▸ **What the exercise asks**: Read the records below and copy each line that contains "match".

▸ **Records**:
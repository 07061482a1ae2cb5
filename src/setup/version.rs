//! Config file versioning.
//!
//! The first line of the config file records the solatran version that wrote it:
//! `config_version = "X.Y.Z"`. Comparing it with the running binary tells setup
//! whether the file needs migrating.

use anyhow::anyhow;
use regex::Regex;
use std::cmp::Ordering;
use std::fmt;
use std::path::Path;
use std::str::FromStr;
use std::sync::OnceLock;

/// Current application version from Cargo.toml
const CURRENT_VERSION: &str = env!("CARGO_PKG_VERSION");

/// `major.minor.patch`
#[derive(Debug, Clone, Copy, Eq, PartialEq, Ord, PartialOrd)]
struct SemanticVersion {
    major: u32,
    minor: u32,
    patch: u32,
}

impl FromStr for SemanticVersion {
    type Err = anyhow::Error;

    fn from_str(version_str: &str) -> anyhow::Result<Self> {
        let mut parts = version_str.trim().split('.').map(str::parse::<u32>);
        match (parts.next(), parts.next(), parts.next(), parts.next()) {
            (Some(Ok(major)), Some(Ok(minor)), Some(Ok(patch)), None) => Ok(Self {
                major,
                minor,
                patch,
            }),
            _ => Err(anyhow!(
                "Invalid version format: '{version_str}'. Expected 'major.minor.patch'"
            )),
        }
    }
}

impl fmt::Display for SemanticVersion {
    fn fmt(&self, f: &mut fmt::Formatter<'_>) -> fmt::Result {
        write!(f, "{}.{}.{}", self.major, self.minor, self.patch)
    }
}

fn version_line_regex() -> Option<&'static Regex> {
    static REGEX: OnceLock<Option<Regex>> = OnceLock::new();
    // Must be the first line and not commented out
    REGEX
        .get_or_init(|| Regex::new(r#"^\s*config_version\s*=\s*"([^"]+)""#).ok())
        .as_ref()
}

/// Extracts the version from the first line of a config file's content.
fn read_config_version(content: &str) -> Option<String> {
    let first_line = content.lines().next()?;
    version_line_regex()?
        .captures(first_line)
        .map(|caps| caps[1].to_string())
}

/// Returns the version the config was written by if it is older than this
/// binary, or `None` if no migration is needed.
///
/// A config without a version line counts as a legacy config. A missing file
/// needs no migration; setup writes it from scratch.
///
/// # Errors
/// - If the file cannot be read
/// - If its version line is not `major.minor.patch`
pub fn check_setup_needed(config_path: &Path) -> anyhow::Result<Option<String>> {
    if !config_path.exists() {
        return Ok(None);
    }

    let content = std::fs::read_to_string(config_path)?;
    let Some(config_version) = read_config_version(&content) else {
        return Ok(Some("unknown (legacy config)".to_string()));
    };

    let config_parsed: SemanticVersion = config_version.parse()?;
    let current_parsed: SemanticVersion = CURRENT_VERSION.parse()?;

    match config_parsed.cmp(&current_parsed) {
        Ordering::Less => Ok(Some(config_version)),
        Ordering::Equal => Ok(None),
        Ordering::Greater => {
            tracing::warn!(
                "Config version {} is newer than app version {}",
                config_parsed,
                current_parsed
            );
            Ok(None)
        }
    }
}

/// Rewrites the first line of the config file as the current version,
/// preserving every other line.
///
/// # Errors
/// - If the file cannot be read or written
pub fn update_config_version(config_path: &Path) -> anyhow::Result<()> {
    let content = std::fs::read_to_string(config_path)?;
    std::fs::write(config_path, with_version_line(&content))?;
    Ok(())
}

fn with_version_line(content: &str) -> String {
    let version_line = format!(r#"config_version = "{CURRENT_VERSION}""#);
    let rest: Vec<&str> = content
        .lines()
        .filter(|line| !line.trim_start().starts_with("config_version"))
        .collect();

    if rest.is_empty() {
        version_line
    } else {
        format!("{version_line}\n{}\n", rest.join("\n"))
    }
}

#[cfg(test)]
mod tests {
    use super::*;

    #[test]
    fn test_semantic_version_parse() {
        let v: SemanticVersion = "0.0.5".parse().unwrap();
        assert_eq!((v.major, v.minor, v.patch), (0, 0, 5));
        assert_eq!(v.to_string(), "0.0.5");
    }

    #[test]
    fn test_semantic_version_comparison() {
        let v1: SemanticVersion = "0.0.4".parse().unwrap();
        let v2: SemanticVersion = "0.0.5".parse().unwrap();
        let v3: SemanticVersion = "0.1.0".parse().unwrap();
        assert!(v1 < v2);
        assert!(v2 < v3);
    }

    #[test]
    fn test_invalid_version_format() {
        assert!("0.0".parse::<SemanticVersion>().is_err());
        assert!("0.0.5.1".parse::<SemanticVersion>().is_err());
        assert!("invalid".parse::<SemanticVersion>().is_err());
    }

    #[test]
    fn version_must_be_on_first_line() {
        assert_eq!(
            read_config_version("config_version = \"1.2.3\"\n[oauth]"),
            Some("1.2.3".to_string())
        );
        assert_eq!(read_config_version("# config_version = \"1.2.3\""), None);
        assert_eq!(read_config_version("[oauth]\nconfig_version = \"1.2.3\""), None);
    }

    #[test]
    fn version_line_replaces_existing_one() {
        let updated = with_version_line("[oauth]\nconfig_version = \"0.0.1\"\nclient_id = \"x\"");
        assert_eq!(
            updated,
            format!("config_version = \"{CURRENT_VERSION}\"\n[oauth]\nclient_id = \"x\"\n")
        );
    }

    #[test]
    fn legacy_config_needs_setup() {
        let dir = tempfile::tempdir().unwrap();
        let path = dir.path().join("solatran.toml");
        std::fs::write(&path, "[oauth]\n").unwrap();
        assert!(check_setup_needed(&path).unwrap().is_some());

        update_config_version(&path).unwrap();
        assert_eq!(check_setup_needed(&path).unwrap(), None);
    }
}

==

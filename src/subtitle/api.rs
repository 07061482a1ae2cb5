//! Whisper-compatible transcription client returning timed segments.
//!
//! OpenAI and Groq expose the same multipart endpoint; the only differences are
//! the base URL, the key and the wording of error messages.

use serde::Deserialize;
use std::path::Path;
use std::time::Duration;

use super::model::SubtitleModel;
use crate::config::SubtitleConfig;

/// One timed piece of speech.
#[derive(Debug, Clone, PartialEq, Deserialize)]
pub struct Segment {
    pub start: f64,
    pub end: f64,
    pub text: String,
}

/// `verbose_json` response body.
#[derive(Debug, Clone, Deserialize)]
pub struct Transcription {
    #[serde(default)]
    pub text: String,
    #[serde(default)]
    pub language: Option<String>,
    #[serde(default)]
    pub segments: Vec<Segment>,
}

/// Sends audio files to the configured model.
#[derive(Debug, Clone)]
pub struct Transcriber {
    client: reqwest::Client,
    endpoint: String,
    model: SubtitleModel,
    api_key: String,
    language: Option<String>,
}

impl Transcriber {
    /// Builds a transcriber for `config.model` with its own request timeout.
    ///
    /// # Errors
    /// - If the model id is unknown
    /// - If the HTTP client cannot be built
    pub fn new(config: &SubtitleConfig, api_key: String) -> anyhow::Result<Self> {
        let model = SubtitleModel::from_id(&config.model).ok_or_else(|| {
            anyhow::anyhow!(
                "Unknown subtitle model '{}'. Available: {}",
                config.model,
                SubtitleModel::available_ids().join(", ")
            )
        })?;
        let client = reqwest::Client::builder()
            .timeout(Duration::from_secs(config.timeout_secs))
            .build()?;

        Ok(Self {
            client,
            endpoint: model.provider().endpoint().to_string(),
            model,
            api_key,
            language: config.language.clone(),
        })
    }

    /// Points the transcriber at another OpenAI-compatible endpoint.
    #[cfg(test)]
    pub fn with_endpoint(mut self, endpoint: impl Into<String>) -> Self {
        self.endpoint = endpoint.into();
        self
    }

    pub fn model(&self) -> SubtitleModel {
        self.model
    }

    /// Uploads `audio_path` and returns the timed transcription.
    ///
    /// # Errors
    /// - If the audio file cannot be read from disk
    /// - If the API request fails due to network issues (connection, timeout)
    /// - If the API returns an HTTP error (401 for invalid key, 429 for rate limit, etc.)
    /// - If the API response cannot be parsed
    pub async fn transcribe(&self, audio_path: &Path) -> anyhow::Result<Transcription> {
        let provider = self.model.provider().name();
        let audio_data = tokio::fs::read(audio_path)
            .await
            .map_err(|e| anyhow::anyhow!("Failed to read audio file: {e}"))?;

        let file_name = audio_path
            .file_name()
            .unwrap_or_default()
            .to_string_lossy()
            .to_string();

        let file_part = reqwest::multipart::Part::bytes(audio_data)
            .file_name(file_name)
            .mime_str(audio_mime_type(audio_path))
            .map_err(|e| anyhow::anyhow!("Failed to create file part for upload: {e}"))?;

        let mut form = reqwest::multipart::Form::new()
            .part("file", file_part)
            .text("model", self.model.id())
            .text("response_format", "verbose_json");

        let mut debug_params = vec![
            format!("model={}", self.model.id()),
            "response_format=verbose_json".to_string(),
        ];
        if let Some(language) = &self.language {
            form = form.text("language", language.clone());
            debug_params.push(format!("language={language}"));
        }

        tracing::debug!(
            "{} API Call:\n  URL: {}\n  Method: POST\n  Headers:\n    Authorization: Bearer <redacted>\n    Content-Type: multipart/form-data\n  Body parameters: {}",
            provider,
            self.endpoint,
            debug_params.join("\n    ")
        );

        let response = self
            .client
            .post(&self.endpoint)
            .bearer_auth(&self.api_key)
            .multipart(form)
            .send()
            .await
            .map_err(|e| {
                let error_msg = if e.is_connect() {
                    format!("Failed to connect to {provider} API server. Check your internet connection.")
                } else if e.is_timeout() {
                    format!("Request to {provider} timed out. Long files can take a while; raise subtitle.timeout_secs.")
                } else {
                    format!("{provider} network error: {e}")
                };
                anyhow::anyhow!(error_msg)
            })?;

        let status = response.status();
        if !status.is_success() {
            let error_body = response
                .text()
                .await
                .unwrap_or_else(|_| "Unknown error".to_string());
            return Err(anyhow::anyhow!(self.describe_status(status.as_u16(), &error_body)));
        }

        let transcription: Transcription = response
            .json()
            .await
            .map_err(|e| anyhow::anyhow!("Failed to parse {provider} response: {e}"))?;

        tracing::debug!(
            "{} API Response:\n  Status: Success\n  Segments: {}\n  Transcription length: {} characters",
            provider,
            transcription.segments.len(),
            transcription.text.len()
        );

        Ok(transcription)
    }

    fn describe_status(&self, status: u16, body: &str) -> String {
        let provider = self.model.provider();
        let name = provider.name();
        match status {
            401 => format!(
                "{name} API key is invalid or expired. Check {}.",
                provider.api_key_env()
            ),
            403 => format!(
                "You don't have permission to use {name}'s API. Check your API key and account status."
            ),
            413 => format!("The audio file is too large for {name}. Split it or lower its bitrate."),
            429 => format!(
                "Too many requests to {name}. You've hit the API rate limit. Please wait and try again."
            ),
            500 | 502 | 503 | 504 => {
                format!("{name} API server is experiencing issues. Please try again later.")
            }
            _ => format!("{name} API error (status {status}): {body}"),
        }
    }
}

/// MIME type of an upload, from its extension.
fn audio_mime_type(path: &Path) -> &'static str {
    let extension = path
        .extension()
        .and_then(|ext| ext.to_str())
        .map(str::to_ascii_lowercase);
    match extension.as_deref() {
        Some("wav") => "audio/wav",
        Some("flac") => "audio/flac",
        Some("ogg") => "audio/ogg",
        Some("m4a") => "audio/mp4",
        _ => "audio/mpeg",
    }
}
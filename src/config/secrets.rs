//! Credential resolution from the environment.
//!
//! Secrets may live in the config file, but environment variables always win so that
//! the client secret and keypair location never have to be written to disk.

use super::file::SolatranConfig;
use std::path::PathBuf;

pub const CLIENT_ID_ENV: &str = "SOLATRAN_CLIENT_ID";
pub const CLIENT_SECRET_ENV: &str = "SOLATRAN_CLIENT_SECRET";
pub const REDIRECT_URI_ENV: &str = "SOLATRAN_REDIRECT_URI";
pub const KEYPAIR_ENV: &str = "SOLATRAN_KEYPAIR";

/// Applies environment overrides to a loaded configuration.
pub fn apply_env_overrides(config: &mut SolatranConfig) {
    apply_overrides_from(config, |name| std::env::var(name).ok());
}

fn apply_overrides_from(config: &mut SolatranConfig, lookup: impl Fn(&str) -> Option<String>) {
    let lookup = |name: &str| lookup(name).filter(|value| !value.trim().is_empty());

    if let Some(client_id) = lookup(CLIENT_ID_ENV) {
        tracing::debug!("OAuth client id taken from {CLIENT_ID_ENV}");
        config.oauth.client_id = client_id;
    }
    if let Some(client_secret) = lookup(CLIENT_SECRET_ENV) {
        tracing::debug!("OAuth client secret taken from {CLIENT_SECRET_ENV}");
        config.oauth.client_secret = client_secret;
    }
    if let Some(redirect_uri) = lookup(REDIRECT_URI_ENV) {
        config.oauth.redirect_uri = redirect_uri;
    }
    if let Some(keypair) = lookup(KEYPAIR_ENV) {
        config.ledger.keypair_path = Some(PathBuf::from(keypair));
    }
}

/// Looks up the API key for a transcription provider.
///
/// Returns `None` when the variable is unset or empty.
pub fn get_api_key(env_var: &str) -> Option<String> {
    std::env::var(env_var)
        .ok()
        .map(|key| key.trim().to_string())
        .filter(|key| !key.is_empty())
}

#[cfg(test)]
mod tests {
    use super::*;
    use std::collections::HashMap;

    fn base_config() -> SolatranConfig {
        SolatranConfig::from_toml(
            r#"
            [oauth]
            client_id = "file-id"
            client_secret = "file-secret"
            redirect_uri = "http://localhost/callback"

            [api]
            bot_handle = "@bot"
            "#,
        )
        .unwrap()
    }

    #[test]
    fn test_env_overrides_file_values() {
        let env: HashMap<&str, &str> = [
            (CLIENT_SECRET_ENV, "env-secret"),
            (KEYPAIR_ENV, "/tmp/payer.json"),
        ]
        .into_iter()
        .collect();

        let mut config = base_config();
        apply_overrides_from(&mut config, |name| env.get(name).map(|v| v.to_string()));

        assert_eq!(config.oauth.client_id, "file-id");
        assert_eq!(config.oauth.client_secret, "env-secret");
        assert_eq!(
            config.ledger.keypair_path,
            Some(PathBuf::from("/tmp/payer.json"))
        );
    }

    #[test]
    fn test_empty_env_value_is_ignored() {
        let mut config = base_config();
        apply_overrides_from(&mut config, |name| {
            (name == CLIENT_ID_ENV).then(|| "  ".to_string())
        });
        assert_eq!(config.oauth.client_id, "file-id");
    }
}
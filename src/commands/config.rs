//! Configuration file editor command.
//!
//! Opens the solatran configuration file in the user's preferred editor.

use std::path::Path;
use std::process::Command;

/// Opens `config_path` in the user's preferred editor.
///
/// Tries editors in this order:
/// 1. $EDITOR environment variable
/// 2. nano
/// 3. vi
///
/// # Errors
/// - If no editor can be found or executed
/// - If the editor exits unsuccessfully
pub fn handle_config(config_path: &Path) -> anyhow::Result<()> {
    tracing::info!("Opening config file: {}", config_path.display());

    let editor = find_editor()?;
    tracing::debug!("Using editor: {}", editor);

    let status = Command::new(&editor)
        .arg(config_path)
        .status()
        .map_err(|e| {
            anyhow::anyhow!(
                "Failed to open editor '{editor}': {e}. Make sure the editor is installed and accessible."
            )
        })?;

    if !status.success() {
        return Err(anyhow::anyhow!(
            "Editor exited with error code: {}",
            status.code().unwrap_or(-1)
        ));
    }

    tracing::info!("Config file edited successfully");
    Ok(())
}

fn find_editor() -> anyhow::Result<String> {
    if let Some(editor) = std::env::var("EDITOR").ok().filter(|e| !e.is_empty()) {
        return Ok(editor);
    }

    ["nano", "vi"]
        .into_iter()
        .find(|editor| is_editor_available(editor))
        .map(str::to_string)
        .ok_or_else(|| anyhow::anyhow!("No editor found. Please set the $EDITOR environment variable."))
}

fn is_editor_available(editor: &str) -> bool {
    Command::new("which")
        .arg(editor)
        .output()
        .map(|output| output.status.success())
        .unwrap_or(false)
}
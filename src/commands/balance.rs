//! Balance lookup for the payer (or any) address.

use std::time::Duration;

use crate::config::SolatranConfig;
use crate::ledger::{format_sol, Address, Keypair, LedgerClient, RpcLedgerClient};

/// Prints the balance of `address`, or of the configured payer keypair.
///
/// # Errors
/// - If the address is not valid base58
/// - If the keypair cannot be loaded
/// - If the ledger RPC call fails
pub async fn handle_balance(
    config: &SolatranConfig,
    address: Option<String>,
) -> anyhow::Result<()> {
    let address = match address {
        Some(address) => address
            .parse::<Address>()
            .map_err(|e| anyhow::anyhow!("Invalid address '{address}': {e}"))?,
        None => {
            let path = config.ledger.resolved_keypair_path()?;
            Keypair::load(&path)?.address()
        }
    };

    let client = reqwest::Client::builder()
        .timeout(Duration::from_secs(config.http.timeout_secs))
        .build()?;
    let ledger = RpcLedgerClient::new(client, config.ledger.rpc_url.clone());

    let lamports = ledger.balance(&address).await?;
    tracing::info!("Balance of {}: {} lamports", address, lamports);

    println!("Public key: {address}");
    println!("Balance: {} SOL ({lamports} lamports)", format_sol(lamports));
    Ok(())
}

▸ **Final answer**:
        match (parts.next(), parts.next(), parts.next(), parts.next()) {
    match config_parsed.cmp(&current_parsed) {
        match status {
    match extension.as_deref() {
    let address = match address {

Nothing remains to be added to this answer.